*Exercise*
Search the data for the word "created" and copy out every line that has it.

*Input material*

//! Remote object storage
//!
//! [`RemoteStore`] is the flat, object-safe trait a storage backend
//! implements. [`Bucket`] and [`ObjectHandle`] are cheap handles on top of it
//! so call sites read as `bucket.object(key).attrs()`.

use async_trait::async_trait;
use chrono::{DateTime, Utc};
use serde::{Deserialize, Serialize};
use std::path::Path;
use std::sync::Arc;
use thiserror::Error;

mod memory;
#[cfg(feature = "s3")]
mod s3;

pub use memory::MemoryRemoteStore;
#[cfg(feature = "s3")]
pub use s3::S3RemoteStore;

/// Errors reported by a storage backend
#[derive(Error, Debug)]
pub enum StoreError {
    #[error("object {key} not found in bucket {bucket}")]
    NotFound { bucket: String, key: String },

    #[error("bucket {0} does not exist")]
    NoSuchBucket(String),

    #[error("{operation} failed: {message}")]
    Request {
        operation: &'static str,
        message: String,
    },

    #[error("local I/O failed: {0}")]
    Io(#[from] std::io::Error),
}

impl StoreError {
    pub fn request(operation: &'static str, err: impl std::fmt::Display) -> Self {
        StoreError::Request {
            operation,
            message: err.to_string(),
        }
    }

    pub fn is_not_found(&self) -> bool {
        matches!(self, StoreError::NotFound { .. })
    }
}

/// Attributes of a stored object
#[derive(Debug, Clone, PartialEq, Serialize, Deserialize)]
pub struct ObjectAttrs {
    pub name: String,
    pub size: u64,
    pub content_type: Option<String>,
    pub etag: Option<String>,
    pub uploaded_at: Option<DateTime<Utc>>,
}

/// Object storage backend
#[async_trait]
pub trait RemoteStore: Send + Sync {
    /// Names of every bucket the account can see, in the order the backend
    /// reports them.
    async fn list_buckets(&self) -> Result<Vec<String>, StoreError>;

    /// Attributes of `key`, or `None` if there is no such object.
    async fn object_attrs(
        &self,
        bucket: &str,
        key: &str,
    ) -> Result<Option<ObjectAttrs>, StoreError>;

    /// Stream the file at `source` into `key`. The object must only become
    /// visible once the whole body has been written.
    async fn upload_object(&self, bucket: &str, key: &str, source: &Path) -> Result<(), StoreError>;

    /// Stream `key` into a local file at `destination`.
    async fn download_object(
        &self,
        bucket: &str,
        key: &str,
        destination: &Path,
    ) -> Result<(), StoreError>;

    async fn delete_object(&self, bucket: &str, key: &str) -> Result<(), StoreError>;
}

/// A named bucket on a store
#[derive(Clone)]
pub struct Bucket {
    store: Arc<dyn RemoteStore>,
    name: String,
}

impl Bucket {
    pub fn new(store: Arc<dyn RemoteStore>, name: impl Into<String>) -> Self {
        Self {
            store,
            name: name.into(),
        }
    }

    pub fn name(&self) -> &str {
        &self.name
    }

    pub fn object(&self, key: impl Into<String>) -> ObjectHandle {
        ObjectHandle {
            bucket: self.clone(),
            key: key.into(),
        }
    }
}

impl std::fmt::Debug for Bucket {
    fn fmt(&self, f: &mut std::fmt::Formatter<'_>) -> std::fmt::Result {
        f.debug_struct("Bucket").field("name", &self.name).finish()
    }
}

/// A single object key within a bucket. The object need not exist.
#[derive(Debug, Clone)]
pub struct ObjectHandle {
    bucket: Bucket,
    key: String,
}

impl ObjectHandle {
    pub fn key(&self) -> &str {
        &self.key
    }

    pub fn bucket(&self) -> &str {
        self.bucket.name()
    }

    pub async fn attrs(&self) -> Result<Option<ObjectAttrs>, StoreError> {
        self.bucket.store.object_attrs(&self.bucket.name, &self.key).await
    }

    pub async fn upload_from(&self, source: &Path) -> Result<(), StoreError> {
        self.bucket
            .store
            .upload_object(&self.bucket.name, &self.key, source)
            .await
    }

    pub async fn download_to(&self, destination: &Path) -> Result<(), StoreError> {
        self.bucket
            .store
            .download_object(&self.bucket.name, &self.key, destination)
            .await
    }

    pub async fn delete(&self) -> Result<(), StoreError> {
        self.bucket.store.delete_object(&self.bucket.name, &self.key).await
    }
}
---
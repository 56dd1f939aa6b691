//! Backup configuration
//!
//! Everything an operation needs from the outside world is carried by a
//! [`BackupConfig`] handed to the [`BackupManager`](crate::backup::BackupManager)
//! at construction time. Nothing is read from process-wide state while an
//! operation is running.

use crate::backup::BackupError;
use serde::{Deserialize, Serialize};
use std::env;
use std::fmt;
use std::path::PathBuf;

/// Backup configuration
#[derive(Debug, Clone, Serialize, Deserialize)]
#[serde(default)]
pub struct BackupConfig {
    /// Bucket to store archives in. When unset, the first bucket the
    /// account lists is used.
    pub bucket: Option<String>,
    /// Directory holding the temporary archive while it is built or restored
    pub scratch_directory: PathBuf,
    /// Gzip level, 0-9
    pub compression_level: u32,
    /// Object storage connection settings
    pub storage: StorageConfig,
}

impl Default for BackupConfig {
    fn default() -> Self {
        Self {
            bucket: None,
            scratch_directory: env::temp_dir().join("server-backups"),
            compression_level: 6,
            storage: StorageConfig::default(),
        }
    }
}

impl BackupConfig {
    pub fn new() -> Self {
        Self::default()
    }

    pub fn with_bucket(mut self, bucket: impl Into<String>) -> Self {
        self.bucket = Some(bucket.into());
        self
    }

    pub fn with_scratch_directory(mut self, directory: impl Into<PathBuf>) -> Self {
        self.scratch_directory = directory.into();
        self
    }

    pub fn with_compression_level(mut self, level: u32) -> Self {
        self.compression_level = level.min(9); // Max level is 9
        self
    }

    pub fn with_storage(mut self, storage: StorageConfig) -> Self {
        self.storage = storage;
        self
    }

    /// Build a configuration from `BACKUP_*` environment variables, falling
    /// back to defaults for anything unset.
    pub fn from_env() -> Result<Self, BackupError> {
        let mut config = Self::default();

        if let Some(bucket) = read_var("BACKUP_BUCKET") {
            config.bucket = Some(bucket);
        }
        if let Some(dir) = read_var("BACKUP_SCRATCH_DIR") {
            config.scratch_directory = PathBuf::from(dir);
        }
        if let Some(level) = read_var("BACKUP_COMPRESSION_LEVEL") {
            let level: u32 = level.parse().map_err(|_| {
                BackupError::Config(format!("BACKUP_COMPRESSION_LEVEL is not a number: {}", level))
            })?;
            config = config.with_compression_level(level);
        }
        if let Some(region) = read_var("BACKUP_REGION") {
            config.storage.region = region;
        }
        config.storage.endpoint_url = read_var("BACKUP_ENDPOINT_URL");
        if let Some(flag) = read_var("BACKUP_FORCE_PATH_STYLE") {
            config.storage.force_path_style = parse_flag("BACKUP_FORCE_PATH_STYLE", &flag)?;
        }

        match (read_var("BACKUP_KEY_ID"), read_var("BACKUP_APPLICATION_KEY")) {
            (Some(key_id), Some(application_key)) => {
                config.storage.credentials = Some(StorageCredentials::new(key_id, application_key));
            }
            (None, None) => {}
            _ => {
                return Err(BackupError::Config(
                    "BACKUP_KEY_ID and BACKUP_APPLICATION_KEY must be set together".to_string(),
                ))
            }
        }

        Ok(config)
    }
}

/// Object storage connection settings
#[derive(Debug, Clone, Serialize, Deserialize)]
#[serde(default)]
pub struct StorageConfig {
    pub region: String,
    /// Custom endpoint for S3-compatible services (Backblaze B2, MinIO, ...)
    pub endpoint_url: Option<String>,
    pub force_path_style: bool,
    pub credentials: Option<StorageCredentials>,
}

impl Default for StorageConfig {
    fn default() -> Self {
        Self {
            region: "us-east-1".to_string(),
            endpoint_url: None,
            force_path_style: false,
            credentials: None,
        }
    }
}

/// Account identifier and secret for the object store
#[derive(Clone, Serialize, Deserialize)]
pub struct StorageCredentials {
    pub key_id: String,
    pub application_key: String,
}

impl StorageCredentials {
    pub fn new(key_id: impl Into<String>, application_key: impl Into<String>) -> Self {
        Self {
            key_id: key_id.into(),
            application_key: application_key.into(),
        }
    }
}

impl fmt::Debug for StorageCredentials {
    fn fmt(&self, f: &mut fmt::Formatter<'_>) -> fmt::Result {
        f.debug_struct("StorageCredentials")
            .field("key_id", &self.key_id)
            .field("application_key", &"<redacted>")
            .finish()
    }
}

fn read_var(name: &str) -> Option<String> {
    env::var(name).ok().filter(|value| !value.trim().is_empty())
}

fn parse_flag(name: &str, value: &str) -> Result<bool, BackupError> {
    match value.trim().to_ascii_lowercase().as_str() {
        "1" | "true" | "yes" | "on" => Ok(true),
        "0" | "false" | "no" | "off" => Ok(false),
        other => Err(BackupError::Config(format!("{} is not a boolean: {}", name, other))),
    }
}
---
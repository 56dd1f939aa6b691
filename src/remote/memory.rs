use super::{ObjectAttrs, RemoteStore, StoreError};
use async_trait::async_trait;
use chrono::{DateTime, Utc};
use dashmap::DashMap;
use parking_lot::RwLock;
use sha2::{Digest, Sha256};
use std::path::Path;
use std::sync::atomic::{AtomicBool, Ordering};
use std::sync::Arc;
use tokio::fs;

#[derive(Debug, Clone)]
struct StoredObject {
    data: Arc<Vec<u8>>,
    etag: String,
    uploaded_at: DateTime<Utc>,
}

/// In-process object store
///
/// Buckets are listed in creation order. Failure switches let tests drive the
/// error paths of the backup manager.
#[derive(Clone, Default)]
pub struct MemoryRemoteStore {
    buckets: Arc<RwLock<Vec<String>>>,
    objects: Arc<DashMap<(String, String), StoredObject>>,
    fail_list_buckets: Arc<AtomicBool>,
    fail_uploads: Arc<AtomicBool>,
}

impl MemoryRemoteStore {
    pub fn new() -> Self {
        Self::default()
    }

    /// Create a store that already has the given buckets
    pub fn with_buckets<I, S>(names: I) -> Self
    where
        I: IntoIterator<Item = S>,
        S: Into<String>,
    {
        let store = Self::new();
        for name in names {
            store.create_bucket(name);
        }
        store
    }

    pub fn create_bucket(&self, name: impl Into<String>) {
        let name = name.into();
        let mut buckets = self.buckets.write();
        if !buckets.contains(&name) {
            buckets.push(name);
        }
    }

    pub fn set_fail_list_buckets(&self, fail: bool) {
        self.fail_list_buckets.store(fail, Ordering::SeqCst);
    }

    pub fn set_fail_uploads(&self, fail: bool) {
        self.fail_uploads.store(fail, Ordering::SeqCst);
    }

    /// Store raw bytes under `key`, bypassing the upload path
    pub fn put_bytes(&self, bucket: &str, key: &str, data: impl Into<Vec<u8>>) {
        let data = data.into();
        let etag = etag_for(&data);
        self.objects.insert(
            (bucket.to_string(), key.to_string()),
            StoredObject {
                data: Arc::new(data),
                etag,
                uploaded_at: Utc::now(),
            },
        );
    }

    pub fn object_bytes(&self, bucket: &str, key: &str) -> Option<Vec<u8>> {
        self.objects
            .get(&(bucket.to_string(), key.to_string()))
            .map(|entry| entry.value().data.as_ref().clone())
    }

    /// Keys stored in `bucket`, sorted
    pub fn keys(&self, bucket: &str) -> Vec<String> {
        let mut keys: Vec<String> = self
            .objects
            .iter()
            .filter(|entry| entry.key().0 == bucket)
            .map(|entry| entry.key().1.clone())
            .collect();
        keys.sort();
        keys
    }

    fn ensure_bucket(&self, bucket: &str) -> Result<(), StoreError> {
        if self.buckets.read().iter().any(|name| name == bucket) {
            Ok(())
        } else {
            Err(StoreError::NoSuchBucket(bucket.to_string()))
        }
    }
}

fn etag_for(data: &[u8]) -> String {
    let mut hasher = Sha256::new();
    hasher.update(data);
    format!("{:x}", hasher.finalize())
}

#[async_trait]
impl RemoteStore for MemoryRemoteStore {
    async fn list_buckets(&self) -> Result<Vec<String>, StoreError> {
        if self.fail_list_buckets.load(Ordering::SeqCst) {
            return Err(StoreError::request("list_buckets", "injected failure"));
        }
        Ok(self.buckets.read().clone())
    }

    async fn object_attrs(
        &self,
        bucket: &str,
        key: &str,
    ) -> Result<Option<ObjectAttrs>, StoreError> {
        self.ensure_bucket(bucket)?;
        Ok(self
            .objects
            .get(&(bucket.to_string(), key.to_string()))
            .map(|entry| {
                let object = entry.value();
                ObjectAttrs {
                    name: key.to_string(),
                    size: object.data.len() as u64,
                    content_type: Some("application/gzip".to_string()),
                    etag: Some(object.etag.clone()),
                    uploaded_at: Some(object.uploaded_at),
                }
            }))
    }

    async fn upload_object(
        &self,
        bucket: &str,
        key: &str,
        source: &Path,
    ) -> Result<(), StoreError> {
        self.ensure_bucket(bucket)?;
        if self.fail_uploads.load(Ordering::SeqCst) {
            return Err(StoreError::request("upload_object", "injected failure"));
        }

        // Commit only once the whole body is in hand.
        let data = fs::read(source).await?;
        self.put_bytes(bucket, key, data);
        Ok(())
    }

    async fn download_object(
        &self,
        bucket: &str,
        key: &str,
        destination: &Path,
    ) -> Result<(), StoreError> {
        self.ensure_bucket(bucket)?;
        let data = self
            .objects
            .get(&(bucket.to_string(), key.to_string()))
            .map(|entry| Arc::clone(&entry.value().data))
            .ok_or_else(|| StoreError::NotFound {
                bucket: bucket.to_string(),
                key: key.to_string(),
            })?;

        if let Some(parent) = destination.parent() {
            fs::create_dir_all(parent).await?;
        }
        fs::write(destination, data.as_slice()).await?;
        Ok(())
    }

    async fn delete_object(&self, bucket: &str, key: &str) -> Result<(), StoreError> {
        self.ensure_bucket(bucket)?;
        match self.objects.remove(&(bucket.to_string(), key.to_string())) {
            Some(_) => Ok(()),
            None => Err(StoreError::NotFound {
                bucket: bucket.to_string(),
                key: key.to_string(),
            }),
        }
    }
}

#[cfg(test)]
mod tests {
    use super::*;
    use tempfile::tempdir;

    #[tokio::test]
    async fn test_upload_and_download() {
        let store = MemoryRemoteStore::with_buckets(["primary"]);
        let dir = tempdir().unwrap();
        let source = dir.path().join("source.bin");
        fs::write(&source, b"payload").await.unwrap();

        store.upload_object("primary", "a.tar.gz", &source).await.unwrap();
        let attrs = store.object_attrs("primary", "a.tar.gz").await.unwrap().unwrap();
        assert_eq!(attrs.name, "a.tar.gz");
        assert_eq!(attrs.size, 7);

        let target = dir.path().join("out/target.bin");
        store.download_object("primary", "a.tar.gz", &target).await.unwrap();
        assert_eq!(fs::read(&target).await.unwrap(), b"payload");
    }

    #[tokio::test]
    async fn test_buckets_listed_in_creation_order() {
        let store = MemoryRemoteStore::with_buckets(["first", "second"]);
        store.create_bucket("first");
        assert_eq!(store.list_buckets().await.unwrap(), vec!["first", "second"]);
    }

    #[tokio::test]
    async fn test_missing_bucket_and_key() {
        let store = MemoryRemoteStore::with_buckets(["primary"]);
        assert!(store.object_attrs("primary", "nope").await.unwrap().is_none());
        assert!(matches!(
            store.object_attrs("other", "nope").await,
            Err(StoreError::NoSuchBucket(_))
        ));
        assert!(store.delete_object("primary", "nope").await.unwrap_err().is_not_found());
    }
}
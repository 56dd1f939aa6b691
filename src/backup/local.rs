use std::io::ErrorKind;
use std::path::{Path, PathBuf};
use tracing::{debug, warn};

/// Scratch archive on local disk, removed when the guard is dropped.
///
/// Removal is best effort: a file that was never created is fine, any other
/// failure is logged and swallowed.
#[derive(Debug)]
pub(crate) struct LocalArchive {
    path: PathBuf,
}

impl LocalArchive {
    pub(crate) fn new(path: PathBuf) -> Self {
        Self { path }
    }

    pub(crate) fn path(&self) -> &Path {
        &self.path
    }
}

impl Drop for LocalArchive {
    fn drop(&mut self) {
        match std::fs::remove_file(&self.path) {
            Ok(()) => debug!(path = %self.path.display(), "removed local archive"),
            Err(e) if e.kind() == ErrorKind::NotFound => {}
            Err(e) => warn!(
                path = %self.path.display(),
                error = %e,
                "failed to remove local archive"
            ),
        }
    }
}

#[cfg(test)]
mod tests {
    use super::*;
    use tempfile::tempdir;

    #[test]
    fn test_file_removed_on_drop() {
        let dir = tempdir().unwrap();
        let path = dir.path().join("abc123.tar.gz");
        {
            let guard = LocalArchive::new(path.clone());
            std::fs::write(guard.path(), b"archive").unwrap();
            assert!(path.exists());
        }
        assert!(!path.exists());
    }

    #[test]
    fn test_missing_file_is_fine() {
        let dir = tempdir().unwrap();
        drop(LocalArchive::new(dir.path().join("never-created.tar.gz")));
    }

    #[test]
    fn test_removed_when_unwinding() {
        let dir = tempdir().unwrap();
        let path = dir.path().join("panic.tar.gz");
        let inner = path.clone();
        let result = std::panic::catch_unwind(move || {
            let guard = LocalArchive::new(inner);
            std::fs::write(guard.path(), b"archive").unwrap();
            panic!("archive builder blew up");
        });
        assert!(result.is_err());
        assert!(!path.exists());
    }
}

*Worked solution*
/// Removal is best effort: a file that was never created is fine, any other
        drop(LocalArchive::new(dir.path().join("never-created.tar.gz")));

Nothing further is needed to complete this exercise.